GridOto.com - Seperti ini lah ilmu dasar dalam memilih pelek aftermarket yang keren dan berkualitas menurut ahlinya langsung.
Tidak sedikit orang yang keliru ketika pertama kali menjajal pelek aftermarket pada mobilnya.
Kerap kali proses memilih dimulai dari model, lalu merk, kemudian biaya yang dimiliki.
Padahal menurut Wibowo Santosa, owner Permaisuri Ban, tidak seharusnya seperti itu.
"Kebanyakan kita memilih mulai dari budget, merek, dan modelnya. Padahal yang paling penting adalah kebulatannya", buka Wibowo Santosa saat dijumpai di markasnya.
Baca Juga: Mitsubishi Xpander Juga Bisa Bergaya Samlong, Mulai Dari Ganti Pelek
Konteks bulat di sini adalah tingkat kepresisiannya yang tentunya juga menunjang performa mobil saat melaju.
"Bicara soal kebulatan, itu tergantung pada proses pembuatannya, ada yang cast (cetak) dan forging (tempa)," sebut pria yang akrab disapa Bowo ini.
Dua proses ini merupakan proses pembuatan pelek yang termudah (casting) dan tersulit (forging).
"Pelek casting memang umumya dibuat lebih simpel prosesnya dan biasanya lebih berat dari jenis pelek yang lain," timpal Bobby, Kepala Bengkel Project Wheels.
Bowo juga menjelaskan bahwa pada metode produksi pelek tertentu ada kekurangan juga.
Baca Juga: Tren Pelek 2024, Gaya Samlong Tetap Semarak Menuju Tahap Selanjutnya
"Namanya proses cetak kan terkadang hasilnya tidak bulat sempurna, makanya banyak yang mencari pilihan lain dari bahan hingga teknik pembuatan," ucapnya menukas.

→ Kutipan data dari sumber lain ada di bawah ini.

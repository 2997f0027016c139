//! Background search coordination
//!
//! The foreground owns a [`SearchCoordinator`] and drives it from its own
//! loop: submit a request, then poll once per tick until the result arrives.
//! Nothing here ever blocks the caller except the explicit `wait_*` methods.
//!
//! Each request runs on its own short-lived thread with a private clone of
//! the position and hands back exactly one value through a one-shot channel.
//! At most one search and one hint request can be in flight; a second
//! request of the same kind is refused, not queued. There is no
//! cancellation: a started request runs to completion, and a result that is
//! never polled is simply dropped with the coordinator.

use crate::book::OpeningBook;
use crate::config::AiConfig;
use crate::error::{ChessAiError, ChessAiResult};
use crate::rules::{ChessMove, RulesEngine};
use crate::search::{find_best_move, top_candidates};
use crate::types::{Hint, TaskKind};
use crossbeam_channel::{bounded, Receiver, TryRecvError};
use rand::rngs::StdRng;
use rand::{Rng, SeedableRng};
use std::sync::Arc;
use std::thread;
use std::time::Instant;
use tracing::{debug, error, info, warn};

/// State of a request slot as seen by one poll
#[derive(Debug, Clone, PartialEq)]
pub enum TaskPoll<T> {
    /// Nothing was requested
    Idle,
    /// The worker is still running
    Pending,
    /// The result, handed over exactly once
    Ready(T),
}

/// One in-flight request
#[derive(Debug)]
struct PendingTask<T> {
    receiver: Receiver<T>,
    started: Instant,
}

/// Run `job` on a fresh named thread and return the receiving end
fn spawn_worker<T, F>(kind: TaskKind, job: F) -> ChessAiResult<PendingTask<T>>
where
    T: Send + 'static,
    F: FnOnce() -> T + Send + 'static,
{
    let (sender, receiver) = bounded(1);
    thread::Builder::new()
        .name(format!("chess-ai-{kind}"))
        .spawn(move || {
            // The coordinator may already be gone; nobody is left to tell
            let _ = sender.send(job());
        })
        .map_err(|source| ChessAiError::WorkerSpawn { kind, source })?;

    Ok(PendingTask {
        receiver,
        started: Instant::now(),
    })
}

/// Non-blocking check of one slot; clears the slot when a value is taken
fn poll_slot<T: Default>(slot: &mut Option<PendingTask<T>>, kind: TaskKind) -> TaskPoll<T> {
    let Some(task) = slot.as_ref() else {
        return TaskPoll::Idle;
    };

    let value = match task.receiver.try_recv() {
        Ok(value) => {
            debug!(
                "[AI] {} result ready after {:.2}s",
                kind,
                task.started.elapsed().as_secs_f32()
            );
            value
        }
        Err(TryRecvError::Empty) => return TaskPoll::Pending,
        Err(TryRecvError::Disconnected) => {
            error!("[AI] {} worker exited without a result", kind);
            T::default()
        }
    };

    *slot = None;
    TaskPoll::Ready(value)
}

/// Blocking receive on one slot; `None` when nothing was requested
fn wait_slot<T: Default>(slot: &mut Option<PendingTask<T>>, kind: TaskKind) -> Option<T> {
    let task = slot.take()?;
    match task.receiver.recv() {
        Ok(value) => Some(value),
        Err(_) => {
            error!("[AI] {} worker exited without a result", kind);
            Some(T::default())
        }
    }
}

/// Runs searches and hint scans off the foreground thread
#[derive(Debug)]
pub struct SearchCoordinator<P: RulesEngine> {
    config: AiConfig,
    book: Arc<OpeningBook>,
    rng: StdRng,
    pending_search: Option<PendingTask<Option<P::Move>>>,
    pending_hints: Option<PendingTask<Vec<Hint<P::Move>>>>,
}

impl<P: RulesEngine> SearchCoordinator<P> {
    /// Coordinator using the built-in opening book
    ///
    /// # Errors
    ///
    /// Returns [`ChessAiError::InvalidDepth`] when the configured depth is
    /// out of range.
    pub fn new(config: AiConfig) -> ChessAiResult<Self> {
        Self::with_book(config, Arc::new(OpeningBook::standard()))
    }

    /// Coordinator sharing an existing book
    pub fn with_book(config: AiConfig, book: Arc<OpeningBook>) -> ChessAiResult<Self> {
        config.validate()?;

        let rng = match config.seed {
            Some(seed) => StdRng::seed_from_u64(seed),
            None => StdRng::from_rng(&mut rand::rng()),
        };

        Ok(Self {
            config,
            book,
            rng,
            pending_search: None,
            pending_hints: None,
        })
    }

    pub fn config(&self) -> &AiConfig {
        &self.config
    }

    pub fn is_search_in_flight(&self) -> bool {
        self.pending_search.is_some()
    }

    pub fn is_hints_in_flight(&self) -> bool {
        self.pending_hints.is_some()
    }

    /// Start choosing a move for the side to move in `position`
    ///
    /// The worker tries the opening book first (when enabled) and falls back
    /// to a fixed-depth search. The result is `None` only when there is no
    /// legal move or the search failed.
    ///
    /// # Errors
    ///
    /// [`ChessAiError::RequestInFlight`] if a search result has not been
    /// collected yet, or [`ChessAiError::WorkerSpawn`] if no thread could be
    /// started.
    pub fn request_search(&mut self, position: &P) -> ChessAiResult<()> {
        if self.pending_search.is_some() {
            warn!("[AI] Search requested while another is in flight");
            return Err(ChessAiError::RequestInFlight {
                kind: TaskKind::Search,
            });
        }

        let position = position.clone();
        let depth = self.config.depth;
        let book = self
            .config
            .use_opening_book
            .then(|| Arc::clone(&self.book));
        let mut rng = StdRng::seed_from_u64(self.rng.random());

        info!("[AI] ========== SEARCH TASK SPAWNED ==========");
        info!(
            "[AI] Side: {:?} | Depth: {} | Book: {}",
            position.side_to_move(),
            depth,
            book.is_some()
        );

        let task = spawn_worker(TaskKind::Search, move || {
            if let Some(book) = book {
                if let Some(mv) = book.lookup(&position, &mut rng) {
                    info!("[AI] Book move: {}", mv.uci());
                    return Some(mv);
                }
            }
            find_best_move(&position, depth)
        })?;

        self.pending_search = Some(task);
        Ok(())
    }

    /// Start scoring the most promising moves in `position`
    ///
    /// # Errors
    ///
    /// Same as [`Self::request_search`], for the hint slot.
    pub fn request_hints(&mut self, position: &P) -> ChessAiResult<()> {
        if self.pending_hints.is_some() {
            warn!("[HINTS] Hints requested while another scan is in flight");
            return Err(ChessAiError::RequestInFlight {
                kind: TaskKind::Hints,
            });
        }

        let position = position.clone();
        let depth = self.config.depth;
        let pool = self.config.hint_pool;
        let count = self.config.hint_count;

        debug!("[HINTS] Scan spawned: depth {} | pool {} | count {}", depth, pool, count);

        let task = spawn_worker(TaskKind::Hints, move || {
            top_candidates(&position, depth, pool, count)
        })?;

        self.pending_hints = Some(task);
        Ok(())
    }

    /// Collect the search result if it is ready
    pub fn poll_search(&mut self) -> TaskPoll<Option<P::Move>> {
        poll_slot(&mut self.pending_search, TaskKind::Search)
    }

    /// Collect the hints if they are ready
    pub fn poll_hints(&mut self) -> TaskPoll<Vec<Hint<P::Move>>> {
        poll_slot(&mut self.pending_hints, TaskKind::Hints)
    }

    /// Block until the search result arrives; `None` if nothing is in flight
    pub fn wait_search(&mut self) -> Option<Option<P::Move>> {
        wait_slot(&mut self.pending_search, TaskKind::Search)
    }

    /// Block until the hints arrive; `None` if nothing is in flight
    pub fn wait_hints(&mut self) -> Option<Vec<Hint<P::Move>>> {
        wait_slot(&mut self.pending_hints, TaskKind::Hints)
    }
}
//! Capability interface to the chess rules collaborator
//!
//! The search never looks inside a position. Everything it needs (legal moves,
//! piece lookup, terminal-state detection, successor positions, the FEN used
//! as the opening-book key) goes through [`RulesEngine`].
//!
//! Successor positions are produced copy-on-apply: [`RulesEngine::apply`]
//! returns a new position and leaves `self` untouched, so a caller's position
//! can never be observed half-way through a search.
//!
//! ## Module Organization
//!
//! - `standard` - [`RulesEngine`] for `shakmaty::Chess`, plus FEN helpers

mod standard;

pub use standard::{position_from_fen, START_FEN};

use crate::error::ChessAiResult;
use crate::types::{PieceKind, Side, Square};
use std::fmt::Debug;

/// A move as seen by the search: from, to and an optional promotion
pub trait ChessMove: Clone + PartialEq + Debug + Send + 'static {
    fn from_square(&self) -> Square;

    fn to_square(&self) -> Square;

    fn promotion(&self) -> Option<PieceKind>;

    /// Coordinate notation, e.g. `e2e4`, `a7a8q`
    fn uci(&self) -> String;
}

/// Rules queries and move application the search relies on
///
/// Implementations must be cheap to clone: the coordinator hands each worker
/// its own copy of the position.
pub trait RulesEngine: Clone + Send + 'static {
    type Move: ChessMove;

    /// All legal moves, in no particular order
    fn legal_moves(&self) -> Vec<Self::Move>;

    fn is_capture(&self, mv: &Self::Move) -> bool;

    fn gives_check(&self, mv: &Self::Move) -> bool;

    /// Position after `mv`; `self` is left unchanged
    ///
    /// # Errors
    ///
    /// Returns [`crate::ChessAiError::MoveApplication`] when the successor
    /// cannot be derived.
    fn apply(&self, mv: &Self::Move) -> ChessAiResult<Self>;

    fn piece_at(&self, square: Square) -> Option<(PieceKind, Side)>;

    fn is_checkmate(&self) -> bool;

    fn is_stalemate(&self) -> bool;

    fn is_insufficient_material(&self) -> bool;

    /// Checkmate, stalemate or any draw the rules engine recognises
    fn is_game_over(&self) -> bool;

    fn side_to_move(&self) -> Side;

    /// Exact position key (FEN with legal en-passant target)
    fn canonical_serialization(&self) -> String;

    /// Parse coordinate notation, returning the move only when it is legal here
    fn parse_move(&self, uci: &str) -> Option<Self::Move>;
}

Harus diakui keunggulan pelek casting adalah harganya yang terbilang murah.
Sebaliknya, pelek forging memang memiliki banyak keunggulan dari segi produk final, tapi sayangnya pelek jenis ini punya harga yang terbilang sangat tinggi.
"Nah karena harga yang mahal itu maka dicari jalan tengah oleh produsen-produsen pelek, yaitu flow forming." kata Bowo.
Proses flow forming merupakan proses cetak namun sedikit di pres bagian bibir pelek dengan menggunakan roller.
"Kenapa akhirnya butuh kebulatan yang sempurna? Ya agar balancing-nya itu benar jadi laju mobil seimbang." ucap Bowo menandaskan.